What is being asked: Counting only the lines below that contain the word "Inception", what is the total? Give it with no other words.

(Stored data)

= = = = = = =

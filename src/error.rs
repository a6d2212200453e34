use thiserror::Error;

/// Application-wide error types.
#[derive(Debug, Error)]
pub enum AppError {
    #[error("Database error: {0}")]
    Database(String),

    #[error("Timed out: {0}")]
    Timeout(String),

    #[error("Not found: {0}")]
    NotFound(String),

    #[error("Bad request: {0}")]
    BadRequest(String),
}

impl From<mongodb::error::Error> for AppError {
    fn from(err: mongodb::error::Error) -> Self {
        AppError::Database(err.to_string())
    }
}
use std::net::SocketAddr;
use std::time::Duration;

use config::builder::DefaultState;
use config::{Config, ConfigBuilder, ConfigError, Environment, File, FileFormat};
use serde::Deserialize;

/// Environment variable naming an extra configuration file.
pub const CONFIG_FILE_ENV: &str = "FOLIO_CONFIG";

/// Application settings.
///
/// Layered, later sources winning: built-in defaults, `folio.toml` in the
/// working directory, the file named by `FOLIO_CONFIG`, then `FOLIO__*`
/// environment variables (e.g. `FOLIO__MONGODB__URI`).
#[derive(Debug, Clone, Deserialize)]
pub struct Settings {
    pub server: ServerSettings,
    pub storage: StorageSettings,
    pub mongodb: MongoSettings,
    pub search: SearchSettings,
    pub demo: DemoSettings,
}

#[derive(Debug, Clone, Deserialize)]
pub struct ServerSettings {
    /// Socket address to listen on.
    pub bind: String,
    /// Public origin used to build absolute links in search results.
    pub public_base_url: String,
}

/// Which record store backs the repositories.
#[derive(Debug, Clone, Copy, PartialEq, Eq, Deserialize)]
#[serde(rename_all = "lowercase")]
pub enum StorageBackend {
    Mongodb,
    Memory,
}

#[derive(Debug, Clone, Deserialize)]
pub struct StorageSettings {
    pub backend: StorageBackend,
}

#[derive(Debug, Clone, Deserialize)]
pub struct MongoSettings {
    pub uri: String,
    pub database: String,
}

#[derive(Debug, Clone, Deserialize)]
pub struct SearchSettings {
    /// Deadline for all source queries of one search, in milliseconds.
    pub timeout_ms: u64,
}

impl SearchSettings {
    pub fn timeout(&self) -> Duration {
        Duration::from_millis(self.timeout_ms)
    }
}

#[derive(Debug, Clone, Deserialize)]
pub struct DemoSettings {
    /// Upsert sample content at startup.
    pub seed: bool,
}

impl Settings {
    /// Load settings from all configured sources.
    pub fn load() -> Result<Self, ConfigError> {
        let mut builder = Self::defaults()?.add_source(File::with_name("folio").required(false));

        if let Ok(path) = std::env::var(CONFIG_FILE_ENV) {
            builder = builder.add_source(File::with_name(&path).required(true));
        }

        builder = builder.add_source(
            Environment::with_prefix("FOLIO")
                .separator("__")
                .try_parsing(true),
        );

        Self::build(builder)
    }

    /// Defaults overlaid with an inline TOML document.
    pub fn from_toml(toml: &str) -> Result<Self, ConfigError> {
        Self::build(Self::defaults()?.add_source(File::from_str(toml, FileFormat::Toml)))
    }

    fn defaults() -> Result<ConfigBuilder<DefaultState>, ConfigError> {
        Config::builder()
            .set_default("server.bind", "127.0.0.1:3000")?
            .set_default("server.public_base_url", "http://localhost:3000")?
            .set_default("storage.backend", "mongodb")?
            .set_default("mongodb.uri", "mongodb://localhost:27017")?
            .set_default("mongodb.database", "folio")?
            .set_default("search.timeout_ms", 5000_i64)?
            .set_default("demo.seed", false)
    }

    fn build(builder: ConfigBuilder<DefaultState>) -> Result<Self, ConfigError> {
        let settings: Settings = builder.build()?.try_deserialize()?;
        settings.validate()?;
        Ok(settings)
    }

    fn validate(&self) -> Result<(), ConfigError> {
        self.bind_addr()?;

        let base = &self.server.public_base_url;
        if !(base.starts_with("http://") || base.starts_with("https://")) {
            return Err(ConfigError::Message(format!(
                "server.public_base_url must be an http(s) URL, got '{base}'"
            )));
        }

        if self.search.timeout_ms == 0 {
            return Err(ConfigError::Message(
                "search.timeout_ms must be greater than zero".into(),
            ));
        }

        Ok(())
    }

    pub fn bind_addr(&self) -> Result<SocketAddr, ConfigError> {
        self.server.bind.parse().map_err(|e| {
            ConfigError::Message(format!("invalid server.bind '{}': {e}", self.server.bind))
        })
    }
}
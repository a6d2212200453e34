use chrono::{DateTime, Utc};
use serde::{Deserialize, Serialize};

use crate::db::models::{BlogPost, Cv, Project};

/// The content sources searched, in priority order.
///
/// The declaration order is the tie-break order of equally scored results.
#[derive(Debug, Clone, Copy, PartialEq, Eq, Hash, Serialize, Deserialize)]
#[serde(rename_all = "lowercase")]
pub enum SourceKind {
    Blog,
    Project,
    Cv,
}

/// The `type` query parameter of a search.
#[derive(Debug, Clone, Copy, PartialEq, Eq, Default)]
pub enum TypeFilter {
    #[default]
    All,
    Blog,
    Project,
    Cv,
}

const ALL_KINDS: &[SourceKind] = &[SourceKind::Blog, SourceKind::Project, SourceKind::Cv];

impl TypeFilter {
    /// Parse the raw parameter. Missing or unrecognized values mean [`TypeFilter::All`].
    pub fn from_param(raw: Option<&str>) -> Self {
        match raw {
            Some("blog") => TypeFilter::Blog,
            Some("project") => TypeFilter::Project,
            Some("cv") => TypeFilter::Cv,
            _ => TypeFilter::All,
        }
    }

    /// The source kinds this filter queries.
    pub fn kinds(self) -> &'static [SourceKind] {
        match self {
            TypeFilter::All => ALL_KINDS,
            TypeFilter::Blog => &[SourceKind::Blog],
            TypeFilter::Project => &[SourceKind::Project],
            TypeFilter::Cv => &[SourceKind::Cv],
        }
    }

    pub fn includes(self, kind: SourceKind) -> bool {
        self.kinds().contains(&kind)
    }
}

/// A matched record from one of the sources, before normalization.
#[derive(Debug, Clone)]
pub enum SourceRecord {
    Blog(BlogPost),
    Project(Project),
    Cv(Cv),
}

/// One entry of a search response.
///
/// `(kind, id)` identifies the result; ids alone repeat across kinds.
#[derive(Debug, Clone, PartialEq, Serialize, Deserialize)]
pub struct SearchResult {
    pub id: i64,
    #[serde(rename = "type")]
    pub kind: SourceKind,
    pub title: String,
    pub excerpt: String,
    pub url: String,
    /// Blog results only.
    #[serde(default, skip_serializing_if = "Option::is_none")]
    pub published_at: Option<DateTime<Utc>>,
    /// Project results only.
    #[serde(default, skip_serializing_if = "Option::is_none")]
    pub technologies: Option<Vec<String>>,
    pub score: u32,
}

/// The body returned by the search endpoint.
#[derive(Debug, Clone, PartialEq, Serialize, Deserialize)]
#[serde(rename_all = "camelCase")]
pub struct SearchResponse {
    pub results: Vec<SearchResult>,
    pub total_results: usize,
}

impl SearchResponse {
    pub fn new(results: Vec<SearchResult>) -> Self {
        let total_results = results.len();
        Self {
            results,
            total_results,
        }
    }

    pub fn empty() -> Self {
        Self::new(Vec::new())
    }
}
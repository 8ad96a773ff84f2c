use crate::config::types::{Config, OutputConfig, ScraperSettings, SelectorConfig, SourceConfig};
use crate::ConfigError;
use scraper::Selector;
use url::Url;

/// Validates the entire configuration
pub fn validate(config: &Config) -> Result<(), ConfigError> {
    validate_source_config(&config.source)?;
    validate_scraper_settings(&config.scraper)?;
    validate_selectors(&config.selectors)?;
    validate_output_config(&config.output)?;
    Ok(())
}

/// Validates the source site configuration
fn validate_source_config(config: &SourceConfig) -> Result<(), ConfigError> {
    let url = Url::parse(&config.base_url)
        .map_err(|e| ConfigError::InvalidUrl(format!("Invalid base-url: {}", e)))?;

    if url.scheme() != "http" && url.scheme() != "https" {
        return Err(ConfigError::InvalidUrl(format!(
            "base-url '{}' must use http or https",
            config.base_url
        )));
    }

    if !config.search_path.starts_with('/') {
        return Err(ConfigError::Validation(format!(
            "search-path must start with '/', got '{}'",
            config.search_path
        )));
    }

    if config.user_agent.trim().is_empty() {
        return Err(ConfigError::Validation(
            "user-agent cannot be empty".to_string(),
        ));
    }

    Ok(())
}

/// Validates worker pool and timing settings
fn validate_scraper_settings(config: &ScraperSettings) -> Result<(), ConfigError> {
    if config.max_workers < 1 || config.max_workers > 64 {
        return Err(ConfigError::Validation(format!(
            "max-workers must be between 1 and 64, got {}",
            config.max_workers
        )));
    }

    if config.load_more_timeout_ms < 100 {
        return Err(ConfigError::Validation(format!(
            "load-more-timeout-ms must be >= 100ms, got {}ms",
            config.load_more_timeout_ms
        )));
    }

    if config.request_timeout_secs < 1 {
        return Err(ConfigError::Validation(
            "request-timeout-secs must be >= 1".to_string(),
        ));
    }

    if config.max_pages_limit < 1 {
        return Err(ConfigError::Validation(format!(
            "max-pages-limit must be >= 1, got {}",
            config.max_pages_limit
        )));
    }

    Ok(())
}

/// Checks that every configured selector compiles
fn validate_selectors(config: &SelectorConfig) -> Result<(), ConfigError> {
    let selectors = [
        ("load-more", &config.load_more),
        ("movie-list", &config.movie_list),
        ("movie-link", &config.movie_link),
        ("title", &config.title),
        ("plot", &config.plot),
        ("credits", &config.credits),
        ("rating", &config.rating),
        ("release-date", &config.release_date),
    ];

    for (field, selector) in selectors {
        validate_selector(field, selector)?;
    }

    Ok(())
}

/// Validates a single CSS selector
pub(crate) fn validate_selector(field: &str, selector: &str) -> Result<Selector, ConfigError> {
    Selector::parse(selector).map_err(|_| ConfigError::InvalidSelector {
        field: field.to_string(),
        selector: selector.to_string(),
    })
}

/// Validates output configuration
fn validate_output_config(config: &OutputConfig) -> Result<(), ConfigError> {
    if config.database_path.is_empty() {
        return Err(ConfigError::Validation(
            "database-path cannot be empty".to_string(),
        ));
    }

    if config.page_size < 1 || config.page_size > 100 {
        return Err(ConfigError::Validation(format!(
            "page-size must be between 1 and 100, got {}",
            config.page_size
        )));
    }

    Ok(())
}
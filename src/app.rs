//! Command layer: request validation and the scrape-then-store flow
//!
//! Requests arrive as loosely typed text (CLI flags, query parameters) and
//! are validated here before any browser or network work starts.

use crate::crawler::{Orchestrator, ScrapeReport};
use crate::model::{PageBudget, SearchQuery};
use crate::storage::{ImportSummary, MovieStore};
use crate::ValidationError;

/// A validated scrape request
#[derive(Debug, Clone, PartialEq, Eq)]
pub struct ScrapeRequest {
    pub query: SearchQuery,
    pub max_pages: PageBudget,
}

impl ScrapeRequest {
    /// Validates raw request parameters
    ///
    /// Checks run in order: both parameters present and non-blank, then
    /// `max_pages` an integer, then `max_pages` within `1..=limit`.
    ///
    /// # Example
    ///
    /// ```
    /// use cinescrape::app::ScrapeRequest;
    ///
    /// let request = ScrapeRequest::parse(Some("Inception"), Some("2"), 10).unwrap();
    /// assert_eq!(request.max_pages.get(), 2);
    /// assert!(ScrapeRequest::parse(Some("Inception"), Some("11"), 10).is_err());
    /// ```
    pub fn parse(
        query: Option<&str>,
        max_pages: Option<&str>,
        limit: u32,
    ) -> Result<Self, ValidationError> {
        let (query, raw_pages) = match (non_blank(query), non_blank(max_pages)) {
            (Some(query), Some(pages)) => (query, pages),
            _ => {
                return Err(ValidationError::MissingParameter(
                    "query, max_pages".to_string(),
                ))
            }
        };

        let pages: i64 = raw_pages
            .trim()
            .parse()
            .map_err(|_| ValidationError::NotANumber(raw_pages.to_string()))?;

        if pages < 1 || pages > i64::from(limit) {
            return Err(ValidationError::PageBudgetOutOfRange {
                value: pages,
                limit,
            });
        }

        Ok(Self {
            query: SearchQuery::parse(query)?,
            max_pages: PageBudget::new(pages)?,
        })
    }
}

fn non_blank(value: Option<&str>) -> Option<&str> {
    value.filter(|v| !v.trim().is_empty())
}

/// Counts from a scrape followed by an import
#[derive(Debug, Clone, Default, PartialEq, Eq)]
pub struct ScrapeImport {
    /// Detail pages that produced a record
    pub succeeded: usize,

    /// Detail pages that failed
    pub failed: usize,

    pub summary: ImportSummary,
}

/// Runs `request` through the orchestrator and returns the raw report
pub async fn run_scrape(
    orchestrator: &Orchestrator,
    request: &ScrapeRequest,
) -> crate::Result<ScrapeReport> {
    tracing::info!(
        "Scraping '{}' across up to {} listing pages",
        request.query,
        request.max_pages.get()
    );

    let report = orchestrator
        .run(request.query.as_str(), i64::from(request.max_pages.get()))
        .await?;
    Ok(report)
}

/// Scrapes `request` and stores every extracted record in one transaction
pub async fn run_scrape_import<S: MovieStore>(
    orchestrator: &Orchestrator,
    store: &mut S,
    request: &ScrapeRequest,
) -> crate::Result<ScrapeImport> {
    let report = run_scrape(orchestrator, request).await?;
    let summary = store.import_records(&report.records)?;

    Ok(ScrapeImport {
        succeeded: report.succeeded,
        failed: report.failed,
        summary,
    })
}
//! Search-result link collection
//!
//! The listing is rendered by JavaScript and grows through a "load more"
//! control, so it is driven through a [`BrowserSession`] rather than fetched
//! over plain HTTP. One session is opened per collection and always closed
//! before returning.

use crate::config::ScraperConfig;
use crate::crawler::browser::{BrowserError, BrowserLauncher, BrowserSession};
use crate::crawler::parser::extract_movie_links;
use crate::model::{PageBudget, SearchQuery};
use crate::ValidationError;
use async_trait::async_trait;
use std::sync::Arc;
use std::time::Duration;
use url::Url;

/// How often the result count is re-read after a "load more" click
const GROWTH_POLL_INTERVAL: Duration = Duration::from_millis(100);

/// Turns a query into an ordered list of detail page URLs
#[async_trait]
pub trait LinkSource: Send + Sync {
    /// Collects detail page URLs for `query`, loading at most `max_pages` listing pages
    ///
    /// Invalid input is rejected before any I/O. `Ok(None)` means the listing
    /// session failed as a whole; `Ok(Some(vec![]))` means it worked and found
    /// nothing.
    async fn collect(
        &self,
        query: &str,
        max_pages: i64,
    ) -> Result<Option<Vec<Url>>, ValidationError>;
}

/// Collects result links by paginating the search listing in a browser
pub struct LinkCollector {
    launcher: Box<dyn BrowserLauncher>,
    config: Arc<ScraperConfig>,
}

impl LinkCollector {
    pub fn new(launcher: impl BrowserLauncher + 'static, config: Arc<ScraperConfig>) -> Self {
        Self {
            launcher: Box::new(launcher),
            config,
        }
    }

    /// Validated entry point; see [`LinkSource::collect`]
    pub async fn collect_links(
        &self,
        query: &SearchQuery,
        budget: PageBudget,
    ) -> Option<Vec<Url>> {
        let search_url = match self.config.search_url(query) {
            Ok(url) => url,
            Err(e) => {
                tracing::error!("Failed to build search URL: {}", e);
                return None;
            }
        };

        let mut session = match self.launcher.launch(&self.config.user_agent).await {
            Ok(session) => session,
            Err(e) => {
                tracing::error!("Failed to get movie links: {}", e);
                return None;
            }
        };

        let result = self.drive(session.as_mut(), &search_url, budget).await;

        if let Err(e) = session.close().await {
            tracing::warn!("Failed to close browser session: {}", e);
        }

        match result {
            Ok(links) => {
                tracing::info!("Found {} movie links", links.len());
                Some(links)
            }
            Err(e) => {
                tracing::error!("Failed to get movie links: {}", e);
                None
            }
        }
    }

    async fn drive(
        &self,
        session: &mut dyn BrowserSession,
        search_url: &Url,
        budget: PageBudget,
    ) -> Result<Vec<Url>, BrowserError> {
        tracing::debug!("Opening search listing {}", search_url);
        session.navigate(search_url).await?;

        if budget.expansions() > 0 {
            let loaded = self.load_more_pages(session, budget.expansions()).await;
            tracing::debug!("Listing expanded to {} of {} pages", loaded, budget.get());
        }

        let content = session.rendered_content().await?;
        Ok(extract_movie_links(
            &content,
            &self.config.selectors,
            &self.config.base_url,
        ))
    }

    /// Clicks "load more" up to `expansions` times
    ///
    /// A timeout means the listing is exhausted. Any other click failure also
    /// ends pagination; neither fails the collection. Returns the number of
    /// listing pages loaded, counting the first.
    async fn load_more_pages(&self, session: &mut dyn BrowserSession, expansions: u32) -> u32 {
        let mut loaded = 1;

        for _ in 0..expansions {
            match self.load_more(session).await {
                Ok(links) => {
                    loaded += 1;
                    tracing::info!("Loaded page {} ({} links)", loaded, links);
                }
                Err(e) if e.is_timeout() => {
                    tracing::info!("No more content to load");
                    break;
                }
                Err(e) => {
                    tracing::error!("Error loading more content: {}", e);
                    break;
                }
            }
        }

        loaded
    }

    /// One expansion: click "load more" and wait for new results to render
    ///
    /// Succeeds only once more result links are on the page than before the
    /// click, returning the new count. A listing that does not grow within
    /// `load_more_timeout` is reported as a timeout.
    async fn load_more(&self, session: &mut dyn BrowserSession) -> Result<usize, BrowserError> {
        let selectors = &self.config.selectors;
        let timeout = self.config.load_more_timeout;

        let before = session.count(&selectors.result_link).await?;
        session.wait_and_click(&selectors.load_more, timeout).await?;

        let grown = tokio::time::timeout(timeout, async {
            loop {
                let now = session.count(&selectors.result_link).await?;
                if now > before {
                    return Ok::<usize, BrowserError>(now);
                }
                tokio::time::sleep(GROWTH_POLL_INTERVAL).await;
            }
        })
        .await;

        match grown {
            Ok(result) => result,
            Err(_) => {
                tracing::debug!("Listing stayed at {} links after clicking load more", before);
                Err(BrowserError::Timeout {
                    selector: selectors.result_link.clone(),
                    timeout,
                })
            }
        }
    }
}

#[async_trait]
impl LinkSource for LinkCollector {
    async fn collect(
        &self,
        query: &str,
        max_pages: i64,
    ) -> Result<Option<Vec<Url>>, ValidationError> {
        let query = SearchQuery::parse(query)?;
        let budget = PageBudget::new(max_pages)?;
        Ok(self.collect_links(&query, budget).await)
    }
}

= = = = = = =

Answer box: 2